Without exception, everybody has creative ability. One only has to watch, unobserved, the games which young children play on their own or in groups, to see how strongly this ability is present. Unfortunately, as children grow up they are conditioned to submerge this creative ability within other abilities. Life at school in the educational routines that they have to follow, and subsequent education in university, technical, professional or practical fields develop the other abilities strongly at the expense of the innate creative ability. In fact, it goes further β in many cases the creative approach to tackling problems is actively discouraged.
There is a story of a university student sitting a physics examination. One question asked, 'Given a barometer, how would you tell the height of a tall building?'. The student answered as follows: 'I would take the barometer to the roof, lower it on a piece of string to the ground. I would then haul it up again, and measure the length of the string'. The examiner was not pleased and awarded the student no marks. On disputing this award, the student asked for an independant arbitrator to adjudicate. The arbitrator, hearing both sides, offered the student another chance at the same question. The student accepted, and wrote his answer: 'I would measure the barometric pressure at ground level and on the roof. The difference can be converted into the height of the building'. The examiner, sensing defeat, accepted the answer, and awarded 98 percent. The arbitrator later asked the student why he had tried to make a fool of the examiner. The student first gave some further answers β why not try it for yourself before looking at the end of this chapter? β and then said: 'I am fed up with your physics course inhibiting my creativity. I wanted to demonstrate that there were other, equally valid, answers to the question'. (NB Other answers to the barometer question, and to the puzzles appearing later are given at the end of the chapter.)

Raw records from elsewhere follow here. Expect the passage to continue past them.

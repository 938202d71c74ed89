//! Optional asset loading
//!
//! Fixed-named files are looked up in the working directory. Every asset is
//! optional: a missing or unreadable file logs a warning and the game falls
//! back to primitive shapes, silence, or the title-bar HUD.

use std::fs;
use std::path::Path;

use fontdue::{Font, FontSettings};
use image::RgbaImage;

pub const PLAYER_IMAGE: &str = "player.png";
pub const ENEMY_IMAGE: &str = "enemy.png";
pub const BACKGROUND_IMAGE: &str = "bg.png";
pub const HIT_SOUND: &str = "beep.wav";
pub const FONT_FILE: &str = "PressStart2P-Regular.ttf";

/// Decoded optional assets
pub struct Assets {
    pub player: Option<RgbaImage>,
    pub enemy: Option<RgbaImage>,
    pub background: Option<RgbaImage>,
    /// Raw encoded sound bytes; decoded by rodio at playback time
    pub hit_sound: Option<Vec<u8>>,
    pub font: Option<Font>,
}

impl Assets {
    /// Load all optional assets from `dir`
    pub fn load(dir: &Path) -> Self {
        Self {
            player: load_image(&dir.join(PLAYER_IMAGE)),
            enemy: load_image(&dir.join(ENEMY_IMAGE)),
            background: load_image(&dir.join(BACKGROUND_IMAGE)),
            hit_sound: load_bytes(&dir.join(HIT_SOUND), "collision sound disabled"),
            font: load_font(&dir.join(FONT_FILE)),
        }
    }
}

fn load_image(path: &Path) -> Option<RgbaImage> {
    match image::open(path) {
        Ok(img) => {
            log::info!("Loaded {}", path.display());
            Some(img.to_rgba8())
        }
        Err(e) => {
            log::warn!(
                "Could not load {} ({e}); falling back to primitive shape",
                path.display()
            );
            None
        }
    }
}

fn load_bytes(path: &Path, fallback_note: &str) -> Option<Vec<u8>> {
    match fs::read(path) {
        Ok(bytes) => {
            log::info!("Loaded {}", path.display());
            Some(bytes)
        }
        Err(e) => {
            log::warn!("Could not load {} ({e}); {fallback_note}", path.display());
            None
        }
    }
}

fn load_font(path: &Path) -> Option<Font> {
    let bytes = load_bytes(path, "HUD text disabled")?;
    match Font::from_bytes(bytes, FontSettings::default()) {
        Ok(font) => Some(font),
        Err(e) => {
            log::warn!("Could not parse {} ({e}); HUD text disabled", path.display());
            None
        }
    }
}

#[cfg(test)]
mod tests {
    use super::*;

    #[test]
    fn test_missing_assets_fall_back_to_none() {
        let assets = Assets::load(Path::new("/nonexistent-asset-dir"));
        assert!(assets.player.is_none());
        assert!(assets.enemy.is_none());
        assert!(assets.background.is_none());
        assert!(assets.hit_sound.is_none());
        assert!(assets.font.is_none());
    }
}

In other words, the educational system unwittingly raises barriers, which prevent men and women from being creative. It is these barriers which must be identified and removed. Further, in the creative situation, such as a brainstorming session, these barriers must be lowered, for they have no part to play in the free-wheeling atmosphere engendered. On several occasions, I have arranged for a hat stand to be placed outside the room in which the brainstorming session is to be held. When the participants arrived, they were asked to go outside the room and hang their barriers on the hat stand!
Analytical and creative thinking
Consider this problem:
A Scotsman was celebrating his golden wedding anniversary with a family reunion. He had arranged a dinner party in a private room in a local hotel with a piper to welcome his guests on the bagpipes. Shortly after the party started, he looked around the family and noticed that there were present:
| 1 grandfather | 2 sisters |
| 1 grandmother | 2 sons |
| 2 fathers | 2 daughters |
| 2 mothers | 1 father-in-law |
| 4 children | 1 mother-in-law |
| 3 grandchildren | 1 daughter-in-law |
| 1 brother |
Being a canny Scotsman, he had budgeted carefully, and had the exact money to pay for the party in his sporran. Assuming that the piper was included in the cost of Β£10 per head, how much money did the Scotsman have in his sporran?
A swift glance at the list of guests and adding up the numbers would lead to a figure of Β£230. Not believing that the Scotsman would be so rash as to spend Β£230 on a dinner for his relatives, a second and possibly more suspicious look at the family leads to the realisation that some members of the party may have dual roles, i.e. as a father and a son. This leads to a reconsideration of the family and saves the Scotsman a considerable amount of cash.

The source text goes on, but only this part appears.